Differences in Hospital Costs and Length of Stay Among Children with Down Syndrome

Infant with Down Syndrome

The journal Birth Defects Research Part A recently published a study that examined the differences in hospital costs and number of days spent in the hospital (length of stay) between children with Down syndrome who also had a congenital heart defect(CHD) or other major birth defect, and children with Down syndrome who did not have another major birth defect or CHD. This study provides useful information for evaluating patterns of hospital length of stay and costs for children with Down syndrome 0-8 years old. Read the abstract for the study hereexternal icon.

Main Findings from this Study

Comparing differences between hospital costs

  • Compared to children with isolated Down syndrome, which are children with Down syndrome who did not have a CHD or other major birth defect:
    • Children with Down syndrome and a severe CHD had approximately 11 times higher hospital costs during the first year of life.
    • Children with Down syndrome and a non-severe CHD had 2 times higher hospital costs during the first year of life.
    • Children with Down syndrome and a major birth defect other than a CHD had 4 times higher hospital costs during the first year of life.

Comparing differences between length of hospital stay

  • Compared to children with isolated Down syndrome:
    • Children with Down syndrome and a severe CHD spent more than 5 times as many days in the hospital during the first year of life.
    • Children with Down syndrome and a non-severe CHD spent twice as many days in the hospital during the first year of life.
    • Children with Down syndrome and a major birth defect other than CHD spent more than 3 times as many days in the hospital during the first year of life.

Overall

  • During early childhood, hospital costs were significantly higher for children with Down syndrome who also had a CHD (either severe or non-severe) than for children with isolated Down syndrome, but this difference in hospital costs became less pronounced as the children got older.

Estimated median hospital costs by age for children with Down syndrome born in Florida, 1998-2007

This graph is a depiction of the differences in hospital costs by age for children with Down syndrome both with and without other major birth defects, including severe congenital heart defects.  During early childhood, hospital costs were significantly higher for children with Down syndrome who also had a CHD (either severe or non-severe) than for children with isolated Down syndrome.  This difference in hospital costs became less pronounced as the children got older.

About this Study

  • Researchers used data from the Florida Birth Defects Registry, a statewide population-based system that collects information on babies born with birth defects in Florida. Population-based means that the researchers look at all babies with birth defects who live in a defined study area, in order to get a complete picture of what is happening among all of the people (the population) living in the study area. This study included babies born with Down syndrome from 1998-2007.
  • This study adds more information about infants and children with Down syndrome and hospital costs. It provided:
    • Comparison of hospital costs and number of days in the hospital for children with Down syndrome beyond the first few years of life.
    • Comparison of hospital costs and number of days in the hospital for children with Down syndrome who also had a severe or a non-severe CHD, or other major birth defect other than a CHD.

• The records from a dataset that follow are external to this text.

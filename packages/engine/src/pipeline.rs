//! Run orchestration.
//!
//! [`run`] wires the configured collaborators together and hands them to
//! [`execute`], which drives the phases. Tests call [`execute`] directly
//! with in-memory sources.

use std::sync::Arc;

use adm2_risk_cache::{
    CacheError, CacheState, Fetched, Outcome, RecencyController, RefreshPolicy, Resolved,
    SnapshotStore, resolve,
};
use adm2_risk_models::GeometryRecord;
use adm2_risk_source::acled::{AcledEvents, AcledSession};
use adm2_risk_source::admin::Adm1Canonicalizer;
use adm2_risk_source::boundary::GeoJsonBoundaries;
use adm2_risk_source::cast::CastForecast;
use adm2_risk_source::facilities::{FacilityCountsCsv, FacilityRegisterCsv};
use adm2_risk_source::population::PopulationCsv;
use adm2_risk_source::poverty::PovertyCsv;
use adm2_risk_source::profile::CountryProfile;
use adm2_risk_source::progress::ProgressCallback;
use adm2_risk_source::{
    BoundarySet, BoundarySource as _, EventSource, FacilityRegistry, ForecastSource,
    PopulationRegistry, PovertyRegistry, SourceError, registry,
};
use adm2_risk_source_models::{EventSnapshot, ForecastSnapshot, month_anchor};
use adm2_risk_spatial::{NeighborGraph, UnitIndex};
use chrono::NaiveDate;

use crate::assemble::{ScoringInputs, assemble};
use crate::output::{Publication, render_bounds, render_table};
use crate::paths::{EVENTS_STREAM, FORECAST_STREAM, RunPaths};
use crate::units::build_units;
use crate::{EngineError, RunConfig};

/// The collaborators a run reads from.
pub struct Sources {
    /// Conflict events.
    pub events: Box<dyn EventSource>,
    /// State forecasts.
    pub forecast: Box<dyn ForecastSource>,
    /// Population per unit.
    pub population: Box<dyn PopulationRegistry>,
    /// Health facilities per unit.
    pub facilities: Box<dyn FacilityRegistry>,
    /// Poverty per unit.
    pub poverty: Box<dyn PovertyRegistry>,
}

/// Per-invocation options.
#[derive(Debug, Clone, Copy, PartialEq, Eq)]
pub struct RunOptions {
    /// Date the run is for.
    pub today: NaiveDate,
    /// Refresh both streams even if upstream hasn't advanced.
    pub force: bool,
}
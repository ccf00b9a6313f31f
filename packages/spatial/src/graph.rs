//! Queen contiguity graph over ADM2 units.
//!
//! Two units are neighbors when their boundaries share at least one
//! point: a common edge, a common vertex, or a vertex lying on the other
//! unit's edge. Adjacency comes from exact boundary intersection only;
//! polygons that are merely close never become neighbors.

use std::collections::{BTreeMap, BTreeSet, HashMap};
use std::path::Path;

use geo::{Intersects, Line, MultiPolygon};
use rstar::{AABB, Envelope as _, RTree, RTreeObject};
use serde::{Deserialize, Serialize};

use crate::{BoundaryFeature, GeometryError, SpatialError, compute_envelope};

/// A validated unit stored in the R-tree while building the graph.
struct GraphEntry {
    slot: usize,
    envelope: AABB<[f64; 2]>,
}

impl RTreeObject for GraphEntry {
    type Envelope = AABB<[f64; 2]>;

    fn envelope(&self) -> Self::Envelope {
        self.envelope
    }
}

/// Ring segments of one unit, kept alongside its envelope.
struct Rings {
    code: String,
    envelope: AABB<[f64; 2]>,
    segments: Vec<Line<f64>>,
}

/// Symmetric adjacency over units, keyed by `adm2_code`.
///
/// Every unit handed to [`NeighborGraph::build`] is a node, including
/// units whose geometry failed validation (those have no neighbors).
#[derive(Debug, Clone, PartialEq, Eq, Serialize, Deserialize)]
pub struct NeighborGraph {
    /// Fingerprint of the boundary source this graph was built from.
    pub fingerprint: String,
    neighbors: BTreeMap<String, BTreeSet<String>>,
}

/// Result of building a graph: the graph plus the units that were
/// excluded for bad geometry.
#[derive(Debug, Clone)]
pub struct GraphBuild {
    /// The adjacency graph.
    pub graph: NeighborGraph,
    /// Units excluded from adjacency tests.
    pub errors: Vec<GeometryError>,
}

impl NeighborGraph {
    /// Builds queen contiguity from unit polygons.
    #[must_use]
    pub fn build(features: &[BoundaryFeature], fingerprint: &str) -> GraphBuild {
        let mut neighbors: BTreeMap<String, BTreeSet<String>> = features
            .iter()
            .map(|f| (f.adm2_code.clone(), BTreeSet::new()))
            .collect();
        let mut errors = Vec::new();
        let mut rings = Vec::new();

        for feature in features {
            match feature.validated() {
                Ok(polygon) => rings.push(Rings {
                    code: feature.adm2_code.clone(),
                    envelope: compute_envelope(polygon),
                    segments: ring_segments(polygon),
                }),
                Err(e) => {
                    log::warn!("Excluding unit from neighbor graph: {e}");
                    errors.push(e);
                }
            }
        }

        let tree = RTree::bulk_load(
            rings
                .iter()
                .enumerate()
                .map(|(slot, r)| GraphEntry {
                    slot,
                    envelope: r.envelope,
                })
                .collect(),
        );

        let shared = shared_vertex_pairs(&rings);

        for (slot, unit) in rings.iter().enumerate() {
            for candidate in tree.locate_in_envelope_intersecting(&unit.envelope) {
                // Each unordered pair is tested once, from its lower slot.
                if candidate.slot <= slot {
                    continue;
                }
                let other = &rings[candidate.slot];
                let touching =
                    shared.contains(&(slot, candidate.slot)) || boundaries_touch(unit, other);
                if touching {
                    link(&mut neighbors, &unit.code, &other.code);
                }
            }
        }

        let graph = Self {
            fingerprint: fingerprint.to_string(),
            neighbors,
        };
        log::info!(
            "Built neighbor graph: {} units, {} edges, {} isolated, {} geometry errors",
            graph.len(),
            graph.edge_count(),
            graph.isolated().count(),
            errors.len()
        );

        GraphBuild { graph, errors }
    }

    /// Builds a graph directly from an adjacency list. Missing reverse
    /// edges are added so the result is symmetric.
    #[must_use]
    pub fn from_edges(
        fingerprint: &str,
        units: &[&str],
        edges: &[(&str, &str)],
    ) -> Self {
        let mut neighbors: BTreeMap<String, BTreeSet<String>> = units
            .iter()
            .map(|u| ((*u).to_string(), BTreeSet::new()))
            .collect();
        for (a, b) in edges {
            if a != b {
                link(&mut neighbors, a, b);
            }
        }
        Self {
            fingerprint: fingerprint.to_string(),
            neighbors,
        }
    }

    /// Neighbors of a unit. Unknown units have none.
    pub fn neighbors(&self, adm2_code: &str) -> impl Iterator<Item = &str> {
        self.neighbors
            .get(adm2_code)
            .into_iter()
            .flat_map(|set| set.iter().map(String::as_str))
    }

    /// Number of neighbors of a unit.
    #[must_use]
    pub fn degree(&self, adm2_code: &str) -> usize {
        self.neighbors.get(adm2_code).map_or(0, BTreeSet::len)
    }

    /// Whether the unit has no neighbors.
    #[must_use]
    pub fn is_isolated(&self, adm2_code: &str) -> bool {
        self.degree(adm2_code) == 0
    }

    /// Whether the unit is a node in the graph.
    #[must_use]
    pub fn contains(&self, adm2_code: &str) -> bool {
        self.neighbors.contains_key(adm2_code)
    }

    /// Units with no neighbors, in code order.
    pub fn isolated(&self) -> impl Iterator<Item = &str> {
        self.neighbors
            .iter()
            .filter(|(_, set)| set.is_empty())
            .map(|(code, _)| code.as_str())
    }

    /// All unit codes, in code order.
    pub fn units(&self) -> impl Iterator<Item = &str> {
        self.neighbors.keys().map(String::as_str)
    }

    /// Number of nodes.
    #[must_use]
    pub fn len(&self) -> usize {
        self.neighbors.len()
    }

    /// Whether the graph has no nodes.
    #[must_use]
    pub fn is_empty(&self) -> bool {
        self.neighbors.is_empty()
    }

    /// Number of undirected edges.
    #[must_use]
    pub fn edge_count(&self) -> usize {
        self.neighbors.values().map(BTreeSet::len).sum::<usize>() / 2
    }

    /// Loads a graph previously written by [`Self::save`], returning
    /// `None` when the file doesn't exist or was built from a different
    /// boundary version.
    ///
    /// # Errors
    ///
    /// Returns [`SpatialError`] if the file exists but can't be read or
    /// parsed.
    pub fn load_cached(path: &Path, fingerprint: &str) -> Result<Option<Self>, SpatialError> {
        if !path.exists() {
            return Ok(None);
        }
        let body = std::fs::read_to_string(path)?;
        let graph: Self = serde_json::from_str(&body)?;
        if graph.fingerprint == fingerprint {
            Ok(Some(graph))
        } else {
            log::info!(
                "Cached neighbor graph is for boundary version {}, rebuilding",
                graph.fingerprint
            );
            Ok(None)
        }
    }

    /// Writes the graph as JSON so later runs can skip the build.
    ///
    /// # Errors
    ///
    /// Returns [`SpatialError`] if the file can't be written.
    pub fn save(&self, path: &Path) -> Result<(), SpatialError> {
        if let Some(parent) = path.parent() {
            std::fs::create_dir_all(parent)?;
        }
        let tmp = path.with_extension("json.tmp");
        std::fs::write(&tmp, serde_json::to_string(self)?)?;
        std::fs::rename(&tmp, path)?;
        Ok(())
    }
}

fn link(neighbors: &mut BTreeMap<String, BTreeSet<String>>, a: &str, b: &str) {
    neighbors
        .entry(a.to_string())
        .or_default()
        .insert(b.to_string());
    neighbors
        .entry(b.to_string())
        .or_default()
        .insert(a.to_string());
}

/// All segments of all rings (exterior and holes) of a polygon.
fn ring_segments(polygon: &MultiPolygon<f64>) -> Vec<Line<f64>> {
    polygon
        .0
        .iter()
        .flat_map(|p| std::iter::once(p.exterior()).chain(p.interiors()))
        .flat_map(geo::LineString::lines)
        .collect()
}

/// Pairs of units (by slot, lower first) that share an exact vertex.
///
/// Administrative boundaries are usually digitized with shared vertices,
/// so this settles most adjacencies without any segment tests.
fn shared_vertex_pairs(rings: &[Rings]) -> BTreeSet<(usize, usize)> {
    let mut owners: HashMap<(u64, u64), Vec<usize>> = HashMap::new();
    for (slot, unit) in rings.iter().enumerate() {
        for segment in &unit.segments {
            let key = (segment.start.x.to_bits(), segment.start.y.to_bits());
            let slots = owners.entry(key).or_default();
            if slots.last() != Some(&slot) {
                slots.push(slot);
            }
        }
    }

    let mut pairs = BTreeSet::new();
    for slots in owners.values() {
        for (i, a) in slots.iter().enumerate() {
            for b in &slots[i + 1..] {
                if a != b {
                    pairs.insert((*a.min(b), *a.max(b)));
                }
            }
        }
    }
    pairs
}

/// Exact boundary intersection test, restricted to the segments lying in
/// the overlap of both envelopes.
fn boundaries_touch(a: &Rings, b: &Rings) -> bool {
    let Some(overlap) = envelope_overlap(&a.envelope, &b.envelope) else {
        return false;
    };

    let near = |segments: &[Line<f64>]| -> Vec<Line<f64>> {
        segments
            .iter()
            .filter(|l| segment_envelope(l).intersects(&overlap))
            .copied()
            .collect()
    };
    let near_a = near(&a.segments);
    if near_a.is_empty() {
        return false;
    }
    let near_b = near(&b.segments);

    near_a
        .iter()
        .any(|la| near_b.iter().any(|lb| la.intersects(lb)))
}

fn segment_envelope(line: &Line<f64>) -> AABB<[f64; 2]> {
    AABB::from_corners([line.start.x, line.start.y], [line.end.x, line.end.y])
}

fn envelope_overlap(a: &AABB<[f64; 2]>, b: &AABB<[f64; 2]>) -> Option<AABB<[f64; 2]>> {
    let lower = [a.lower()[0].max(b.lower()[0]), a.lower()[1].max(b.lower()[1])];
    let upper = [a.upper()[0].min(b.upper()[0]), a.upper()[1].min(b.upper()[1])];
    if lower[0] > upper[0] || lower[1] > upper[1] {
        None
    } else {
        Some(AABB::from_corners(lower, upper))
    }
}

CDC’s Activities: Down Syndrome

  • Tracking: Tracking the occurrence of Down syndrome gives us important clues for opportunities to improve outcomes and helps plan for the needs of families.
  • Research: To understand how Down syndrome impacts affected children and their families, CDC and its partners conduct studies on health service use, survival, and racial/ethnic health disparities.

CDC and its partners continue to look at these issues to improve the lives of children and families affected by Down syndrome.

Reference for the Key Findings

Dawson AL, Cassell CH, Oster ME, Olney RS, Tanner JP, Kirby RS, Correia J, Grosse SD. Hospitalizations and Associated Costs in a Population-Based Study of Children with Down Syndrome Born in Florida. Birth Defects Research Part A. 2014 [epub ahead of print].